Written by Mike Bannon | May 21, 2019 12:00:00 PM

This article was written by Mike Bannon & Frank Kaputa.

While working at the Washington Park Zoo in Portland Oregon, Katy Payne discovered that elephants communicate with one another via infrasound – sound below 20 hertz (Hz). The human hearing range lies somewhere between 20 Hz and 20,000 Hz. The elephants were communicating at frequency levels outside the range of human hearing. She stumbled upon her discovery because she believed she felt their vibrations and not because she heard them communicating. William Langbauer Jr., Elizabeth Thomas, and other scientists proved Katy correct; elephants did communicate with one another using low-frequency sounds.

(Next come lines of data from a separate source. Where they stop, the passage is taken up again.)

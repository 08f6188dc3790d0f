//! JSON-RPC and tool protocol types

mod jsonrpc;
mod mcp;

pub use jsonrpc::{
    ErrorObject, JsonRpcError, JsonRpcRequest, JsonRpcResponse, INTERNAL_ERROR, INVALID_PARAMS,
    INVALID_REQUEST, METHOD_NOT_FOUND, PARSE_ERROR,
};
pub use mcp::{McpTool, ServerInfo, Tool, PROTOCOL_VERSION};
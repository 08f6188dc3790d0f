//! Delete entity tool

use std::sync::Arc;

use serde_json::{json, Value};

use crate::history::ConfigHistory;
use crate::protocol::{McpTool, Tool};
use crate::server::{actor_from, entity_key, json_response};
use crate::types::McpResult;

/// Tool for recording an entity's deletion; its history is kept under a
/// `_deleted_` name
pub struct DeleteEntityTool {
    history: Arc<ConfigHistory>,
}

impl DeleteEntityTool {
    pub fn new(history: Arc<ConfigHistory>) -> Self {
        Self { history }
    }
}

impl Tool for DeleteEntityTool {
    fn definition(&self) -> McpTool {
        McpTool::new(
            "delete_entity",
            "Record that an entity was deleted and mark its history as deleted",
            json!({
                "type": "object",
                "properties": {
                    "kind": { "type": "string", "enum": ["job", "agent"], "default": "job" },
                    "name": { "type": "string", "description": "Entity name" },
                    "user": { "type": "string" },
                    "userId": { "type": "string" }
                },
                "required": ["name"]
            }),
        )
    }

    fn execute(&self, params: Value) -> McpResult<Value> {
        let key = entity_key(&params, "name")?;
        json_response(&self.history.record_deleted(&key, actor_from(&params)))
    }
}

We now understand that other animals communicate in such a fashion. The hippopotamus, rhinoceros, giraffe, and alligator all use infrasound to communicate. The Sumatran rhinos produce sounds as low as 3 hertz. In the tiger’s roar scientists have recorded frequencies as low as 18 hertz. Later, Payne would go on to study elephant communication by setting up microphones and recording Central African and Ghana elephants.

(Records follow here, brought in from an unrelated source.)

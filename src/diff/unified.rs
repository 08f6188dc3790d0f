//! Unified diff generation and parsing

use similar::{DiffOp, DiffTag, TextDiff};

use super::error::{DiffError, DiffResult};

/// Default number of context lines around each change
pub const DEFAULT_CONTEXT: usize = 3;

/// How much unchanged text a unified diff carries
#[derive(Debug, Clone, Copy, PartialEq, Eq)]
pub enum Context {
    /// `n` lines around each change
    Lines(usize),
    /// The whole file; identical inputs still yield one hunk
    Full,
}

impl Default for Context {
    fn default() -> Self {
        Context::Lines(DEFAULT_CONTEXT)
    }
}

/// One side of a parsed hunk
#[derive(Debug, Clone, PartialEq, Eq)]
pub struct Chunk {
    /// 0-based line offset of the first line
    pub position: usize,
    pub lines: Vec<String>,
}

/// One hunk of a parsed unified diff
#[derive(Debug, Clone, PartialEq, Eq)]
pub struct Delta {
    pub source: Chunk,
    pub target: Chunk,
}

/// Unified diff of two texts, as lines (no trailing newlines)
pub fn unified_diff_lines(
    source_name: &str,
    target_name: &str,
    source: &[&str],
    target: &[&str],
    context: Context,
) -> Vec<String> {
    // More context than the longer side never changes the grouping.
    let longest = source.len().max(target.len());
    let radius = match context {
        Context::Lines(n) => n.min(longest),
        Context::Full => longest,
    };

    let diff = TextDiff::from_slices(source, target);
    let groups = diff.grouped_ops(radius);

    let mut out = Vec::new();
    if groups.is_empty() {
        if context == Context::Full && !source.is_empty() {
            out.push(format!("--- {}", source_name));
            out.push(format!("+++ {}", target_name));
            out.push(format!("@@ -1,{} +1,{} @@", source.len(), target.len()));
            out.extend(source.iter().map(|line| format!(" {}", line)));
        }
        return out;
    }

    out.push(format!("--- {}", source_name));
    out.push(format!("+++ {}", target_name));
    for group in &groups {
        out.extend(hunk(source, target, group));
    }
    out
}

/// Unified diff of two texts joined into one string with a trailing newline
pub fn unified_diff(
    source_name: &str,
    target_name: &str,
    source: &str,
    target: &str,
    context: Context,
) -> String {
    let source: Vec<&str> = source.lines().collect();
    let target: Vec<&str> = target.lines().collect();
    let lines = unified_diff_lines(source_name, target_name, &source, &target, context);
    if lines.is_empty() {
        return String::new();
    }
    let mut text = lines.join("\n");
    text.push('\n');
    text
}

fn hunk(source: &[&str], target: &[&str], group: &[DiffOp]) -> Vec<String> {
    let (Some(first), Some(last)) = (group.first(), group.last()) else {
        return Vec::new();
    };
    let old_start = first.old_range().start;
    let new_start = first.new_range().start;
    let old_len = last.old_range().end - old_start;
    let new_len = last.new_range().end - new_start;

    let mut lines = vec![format!(
        "@@ -{},{} +{},{} @@",
        old_start + 1,
        old_len,
        new_start + 1,
        new_len
    )];
    for op in group {
        let (tag, old, new) = op.as_tag_tuple();
        match tag {
            DiffTag::Equal => lines.extend(source[old].iter().map(|line| format!(" {}", line))),
            DiffTag::Delete => lines.extend(source[old].iter().map(|line| format!("-{}", line))),
            DiffTag::Insert => lines.extend(target[new].iter().map(|line| format!("+{}", line))),
            DiffTag::Replace => {
                lines.extend(source[old].iter().map(|line| format!("-{}", line)));
                lines.extend(target[new].iter().map(|line| format!("+{}", line)));
            }
        }
    }
    lines
}

/// Parse unified diff lines into deltas, one per hunk.
///
/// Lines before the first hunk header (`---`/`+++` and anything else) are
/// skipped, as are `\ No newline at end of file` markers. A hunk's source
/// chunk holds its context and `-` lines; its target chunk holds context and
/// `+` lines.
pub fn parse_unified_diff<S: AsRef<str>>(lines: &[S]) -> DiffResult<Vec<Delta>> {
    let mut deltas = Vec::new();
    let mut in_prelude = true;
    let mut raw: Vec<(char, String)> = Vec::new();
    let (mut old_ln, mut new_ln) = (1usize, 1usize);

    for (index, line) in lines.iter().enumerate() {
        let line = line.as_ref();
        if line.starts_with("@@") {
            flush_chunk(&mut raw, &mut deltas, old_ln, new_ln);
            let (old, new) = parse_header(line).ok_or_else(|| DiffError::MalformedHunkHeader {
                line: index + 1,
                header: line.to_string(),
            })?;
            old_ln = old.max(1);
            new_ln = new.max(1);
            in_prelude = false;
            continue;
        }
        if in_prelude {
            continue;
        }
        match line.chars().next() {
            None => raw.push((' ', String::new())),
            Some(tag @ (' ' | '+' | '-')) => raw.push((tag, line[1..].to_string())),
            Some(_) => {}
        }
    }
    flush_chunk(&mut raw, &mut deltas, old_ln, new_ln);
    Ok(deltas)
}

fn flush_chunk(raw: &mut Vec<(char, String)>, deltas: &mut Vec<Delta>, old_ln: usize, new_ln: usize) {
    if raw.is_empty() {
        return;
    }
    let mut source = Vec::new();
    let mut target = Vec::new();
    for (tag, text) in raw.drain(..) {
        if tag == ' ' || tag == '-' {
            source.push(text.clone());
        }
        if tag == ' ' || tag == '+' {
            target.push(text);
        }
    }
    deltas.push(Delta {
        source: Chunk {
            position: old_ln - 1,
            lines: source,
        },
        target: Chunk {
            position: new_ln - 1,
            lines: target,
        },
    });
}

/// `@@ -a[,b] +c[,d] @@` -> `(a, c)`
fn parse_header(line: &str) -> Option<(usize, usize)> {
    let inner = line.strip_prefix("@@")?.trim_end().strip_suffix("@@")?;
    let mut parts = inner.split_whitespace();
    let old = parts.next()?.strip_prefix('-')?;
    let new = parts.next()?.strip_prefix('+')?;
    if parts.next().is_some() {
        return None;
    }
    Some((range_start(old)?, range_start(new)?))
}

fn range_start(range: &str) -> Option<usize> {
    let mut fields = range.splitn(2, ',');
    let start = fields.next()?.parse().ok()?;
    if let Some(len) = fields.next() {
        len.parse::<usize>().ok()?;
    }
    Some(start)
}

#[cfg(test)]
mod tests {
    use super::*;

    #[test]
    fn test_single_line_change() {
        let diff = unified_diff("a", "b", "a", "b", Context::default());
        assert_eq!(diff, "--- a\n+++ b\n@@ -1,1 +1,1 @@\n-a\n+b\n");
        assert!(diff.ends_with("@@ -1,1 +1,1 @@\n-a\n+b\n"));
    }

    #[test]
    fn test_identical_inputs() {
        assert_eq!(unified_diff("a", "b", "x\ny", "x\ny", Context::default()), "");
        assert_eq!(
            unified_diff("a", "b", "x\ny", "x\ny", Context::Full),
            "--- a\n+++ b\n@@ -1,2 +1,2 @@\n x\n y\n"
        );
    }

    #[test]
    fn test_context_is_trimmed_and_hunks_split() {
        let source: String = (1..=20).map(|i| format!("line{}\n", i)).collect();
        let target = source.replace("line2\n", "LINE2\n").replace("line18\n", "LINE18\n");

        let diff = unified_diff("a", "b", &source, &target, Context::default());
        let headers: Vec<&str> = diff.lines().filter(|l| l.starts_with("@@")).collect();

        assert_eq!(headers, vec!["@@ -1,5 +1,5 @@", "@@ -15,6 +15,6 @@"]);
    }

    #[test]
    fn test_nearby_changes_share_a_hunk() {
        let source: String = (1..=12).map(|i| format!("line{}\n", i)).collect();
        let target = source.replace("line3\n", "").replace("line8\n", "line8\nextra\n");

        let diff = unified_diff("a", "b", &source, &target, Context::default());
        let headers: Vec<&str> = diff.lines().filter(|l| l.starts_with("@@")).collect();

        assert_eq!(headers, vec!["@@ -1,11 +1,11 @@"]);
    }

    #[test]
    fn test_oversized_context_is_clamped() {
        let huge = unified_diff("a", "b", "a\n", "b\n", Context::Lines(usize::MAX));
        assert_eq!(huge, unified_diff("a", "b", "a\n", "b\n", Context::default()));

        let source = "one\ntwo\nthree\n";
        let target = "one\nTWO\nthree\n";
        assert_eq!(
            unified_diff("a", "b", source, target, Context::Lines(usize::MAX)),
            unified_diff("a", "b", source, target, Context::Full)
        );
    }

    #[test]
    fn test_insert_into_empty_source() {
        let diff = unified_diff("a", "b", "", "x\ny\n", Context::default());
        assert_eq!(diff, "--- a\n+++ b\n@@ -1,0 +1,2 @@\n+x\n+y\n");
    }

    #[test]
    fn test_parse_hunks() {
        let lines = [
            "--- a",
            "+++ b",
            "@@ -1,3 +1,3 @@",
            " one",
            "-two",
            "+TWO",
            " three",
            "@@ -10 +10,2 @@",
            " ten",
            "+eleven",
            "\\ No newline at end of file",
        ];

        let deltas = parse_unified_diff(&lines).unwrap();

        assert_eq!(deltas.len(), 2);
        assert_eq!(deltas[0].source.position, 0);
        assert_eq!(deltas[0].source.lines, vec!["one", "two", "three"]);
        assert_eq!(deltas[0].target.lines, vec!["one", "TWO", "three"]);
        assert_eq!(deltas[1].source.position, 9);
        assert_eq!(deltas[1].target.lines, vec!["ten", "eleven"]);
    }

    #[test]
    fn test_parse_zero_start_and_blank_context() {
        let deltas = parse_unified_diff(&["@@ -0,0 +1,2 @@", "+x", ""]).unwrap();
        assert_eq!(deltas[0].source.position, 0);
        assert_eq!(deltas[0].source.lines, vec![""]);
        assert_eq!(deltas[0].target.lines, vec!["x", ""]);
    }

    #[test]
    fn test_parse_rejects_malformed_header() {
        let result = parse_unified_diff(&["--- a", "+++ b", "@@ -x +1 @@"]);
        assert!(matches!(
            result,
            Err(DiffError::MalformedHunkHeader { line: 3, .. })
        ));
    }

    #[test]
    fn test_parse_empty_input() {
        assert!(parse_unified_diff::<&str>(&[]).unwrap().is_empty());
    }
}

Frequencies & Sound Wave Diffraction

A sound wave is a disturbance in the medium. The sound wave spreads out to fill the medium. Lower frequencies spread out more than higher frequencies. Diffraction occurs when a sound wave moves from one medium and encounters an obstruction or an opening like an open window or doorway. The part of the wave that hits the wall is either reflected, absorbed, or both. The wave that passes through the opening is temporarily shortened and then after it passes the opening it expands to fill the medium. See the diagram below.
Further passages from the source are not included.